About Lawsuits is reporting (here) that the judge has ruled that one of the many claims that allege that Merck failed to adequately warn about the risk of sudden femur fractures is preempted by federal
law because the FDA rejected a request to update the warning label.
In his order, the judge (available here), the failure to warn claim is pre-empted by federal law because the FDA decided not to strengthen the Fosamax label in 2009, the year Glynn’s femur fractured.
I am not sure, however, that this ruling is consistent with the US Supreme Court decision n Wyeth v. Levine, in which the Court held that a failure-to-warn claim related to a branded
pharmaceutical was not preempted because the manufacturer was free to update the warning label at its discretion.
As I understand it, the state of the law is that if the manufacturer is not required to get FDA approval to update the label and can, therefore, decide to update the warning, then the claim would not be preempted. If the manufacturer can't do that - if it needs to get FDA approval to update - then the claim would be preempted. This was the holding in last year's PLIVA, Inc. v. Mensing (followedd last Monday in Mutual Pharmaceutical Co. v. Bartlett).

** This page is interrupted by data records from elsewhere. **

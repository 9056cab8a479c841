//! Errors raised while assembling an [`AuthConfig`](super::AuthConfig).
//!
//! Every variant names the layer that produced it: a file, a
//! `CORPAUTH_*` variable, or a key of the merged result.

use corpauth_types::ErrorCode;
use std::path::PathBuf;
use thiserror::Error;

/// Configuration error type.
#[derive(Debug, Error)]
pub enum ConfigError {
    /// A config file exists but could not be read.
    #[error("cannot read config file '{path}': {source}")]
    ReadFile {
        path: PathBuf,
        #[source]
        source: std::io::Error,
    },

    /// A config file is not valid TOML for [`AuthConfig`](super::AuthConfig).
    #[error("invalid config file '{path}': {source}")]
    ParseToml {
        path: PathBuf,
        #[source]
        source: toml::de::Error,
    },

    /// The effective config could not be rendered back to TOML.
    #[error("cannot render config: {0}")]
    Serialize(#[from] toml::ser::Error),

    /// A `CORPAUTH_*` variable holds a value of the wrong shape.
    #[error("environment variable {name}: {message}")]
    InvalidEnvVar { name: String, message: String },

    /// The merged config holds a value no service can start with.
    #[error("config key {key}: {message}")]
    InvalidValue { key: &'static str, message: String },
}

impl ConfigError {
    pub fn read_file(path: impl Into<PathBuf>, source: std::io::Error) -> Self {
        Self::ReadFile {
            path: path.into(),
            source,
        }
    }

    pub fn parse_toml(path: impl Into<PathBuf>, source: toml::de::Error) -> Self {
        Self::ParseToml {
            path: path.into(),
            source,
        }
    }

    pub fn invalid_env_var(name: impl Into<String>, message: impl Into<String>) -> Self {
        Self::InvalidEnvVar {
            name: name.into(),
            message: message.into(),
        }
    }

    pub fn invalid_value(key: &'static str, message: impl Into<String>) -> Self {
        Self::InvalidValue {
            key,
            message: message.into(),
        }
    }
}

impl ErrorCode for ConfigError {
    fn code(&self) -> &'static str {
        match self {
            Self::ReadFile { .. } => "CONFIG_READ_FILE",
            Self::ParseToml { .. } => "CONFIG_PARSE_TOML",
            Self::Serialize(_) => "CONFIG_SERIALIZE",
            Self::InvalidEnvVar { .. } => "CONFIG_INVALID_ENV_VAR",
            Self::InvalidValue { .. } => "CONFIG_INVALID_VALUE",
        }
    }

    // A bad config stays bad until an operator edits it.
    fn is_recoverable(&self) -> bool {
        false
    }
}
//! In-memory authorization store.

use super::{AuthorizationStore, PermissionQuery};
use corpauth_types::StoreError;
use parking_lot::Mutex;
use std::collections::{BTreeMap, BTreeSet};

/// Licence classes understood by the permission lookup.
pub const LICENSE_ACA: &str = "ACA";
/// Academic licence restricted to Finnish users.
pub const LICENSE_ACA_FI: &str = "ACA-Fi";

#[derive(Debug, Default)]
struct Tables {
    academic: BTreeSet<String>,
    licenses: BTreeMap<String, String>,
    allow: BTreeSet<(String, String)>,
    lbr_map: BTreeSet<(String, String)>,
}

/// Authorization store held in memory.
///
/// Mirrors the relational layout (`auth_academic`, `auth_license`,
/// `auth_allow`, `auth_lbr_map`) and evaluates the same lookups. Every
/// call is recorded, and a failure can be injected for the next calls.
///
/// # Example
///
/// ```
/// use corpauth_runtime::store::{AuthorizationStore, MemoryStore};
///
/// let store = MemoryStore::new()
///     .with_license("corpus_aca", "ACA")
///     .with_license("open_corpus", "PUB");
/// assert_eq!(store.protected_resources().unwrap(), ["corpus_aca"]);
/// ```
#[derive(Debug, Default)]
pub struct MemoryStore {
    tables: Mutex<Tables>,
    calls: Mutex<Vec<String>>,
    failure: Mutex<Option<StoreError>>,
}

impl MemoryStore {
    /// Creates an empty store.
    #[must_use]
    pub fn new() -> Self {
        Self::default()
    }

    /// Adds `person` to `auth_academic`.
    #[must_use]
    pub fn with_academic(self, person: &str) -> Self {
        self.tables.lock().academic.insert(person.to_string());
        self
    }

    /// Sets the licence of `corpus` in `auth_license`.
    #[must_use]
    pub fn with_license(self, corpus: &str, license: &str) -> Self {
        self.tables
            .lock()
            .licenses
            .insert(corpus.to_string(), license.to_string());
        self
    }

    /// Adds a `(person, corpus)` row to `auth_allow`.
    #[must_use]
    pub fn with_allow(self, person: &str, corpus: &str) -> Self {
        self.tables
            .lock()
            .allow
            .insert((person.to_string(), corpus.to_string()));
        self
    }

    /// Adds a `(lbr_id, corpus)` row to `auth_lbr_map`.
    #[must_use]
    pub fn with_lbr_mapping(self, lbr_id: &str, corpus: &str) -> Self {
        self.tables
            .lock()
            .lbr_map
            .insert((lbr_id.to_string(), corpus.to_string()));
        self
    }

    /// Makes every following call fail with `err` until [`recover`](Self::recover).
    pub fn fail_with(&self, err: StoreError) {
        *self.failure.lock() = Some(err);
    }

    /// Clears an injected failure.
    pub fn recover(&self) {
        *self.failure.lock() = None;
    }

    /// Names of the operations called so far, in order.
    #[must_use]
    pub fn calls(&self) -> Vec<String> {
        self.calls.lock().clone()
    }

    /// Number of operations called so far.
    #[must_use]
    pub fn call_count(&self) -> usize {
        self.calls.lock().len()
    }

    fn record(&self, op: &str) -> Result<(), StoreError> {
        self.calls.lock().push(op.to_string());
        match self.failure.lock().as_ref() {
            Some(err) => Err(err.clone()),
            None => Ok(()),
        }
    }
}

impl AuthorizationStore for MemoryStore {
    fn academic_status(&self, username: &str) -> Result<bool, StoreError> {
        self.record("academic_status")?;
        Ok(self.tables.lock().academic.contains(username))
    }

    fn permitted_resources(&self, query: &PermissionQuery) -> Result<Vec<String>, StoreError> {
        self.record("permitted_resources")?;
        let tables = self.tables.lock();
        let mut out: BTreeSet<String> = BTreeSet::new();

        if query.academic {
            out.extend(
                tables
                    .licenses
                    .iter()
                    .filter(|(_, license)| {
                        license.as_str() == LICENSE_ACA
                            || (license.as_str() == LICENSE_ACA_FI && query.top_domain == "fi")
                    })
                    .map(|(corpus, _)| corpus.clone()),
            );
        }
        out.extend(
            tables
                .allow
                .iter()
                .filter(|(person, _)| *person == query.username)
                .map(|(_, corpus)| corpus.clone()),
        );
        out.extend(
            tables
                .lbr_map
                .iter()
                .filter(|(lbr_id, _)| query.entitlement.contains(lbr_id))
                .map(|(_, corpus)| corpus.clone()),
        );

        Ok(out.into_iter().collect())
    }

    fn protected_resources(&self) -> Result<Vec<String>, StoreError> {
        self.record("protected_resources")?;
        Ok(self
            .tables
            .lock()
            .licenses
            .iter()
            .filter(|(_, license)| !license.starts_with("PUB"))
            .map(|(corpus, _)| corpus.clone())
            .collect())
    }
}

It is not clear to me that Merck was required to seek permission from the FDA in this case and, thus, that the clam must be preempted.
What is different in this case is that regardless of whether Merck was required to seek permission from the FDA, it did ask the FDA and the FDA replied that there was not enough evidence to warrant a change in the warning.
So, the question for me is, what happens if a manufacturer decides it has enough evidence to change a warning and it wants to change the warning, but relies on the FDA's decision? Should the court allow a claim against the manufacturer because it was not careful enough in reaching its own conclusions, or should it be excused from liability because it relied on the FDA?
Personally, I think that if the evidence shows the manufacturer had enough evidence to justify the change in the warning and that it had decided it should change it, the cause of action should be allowed.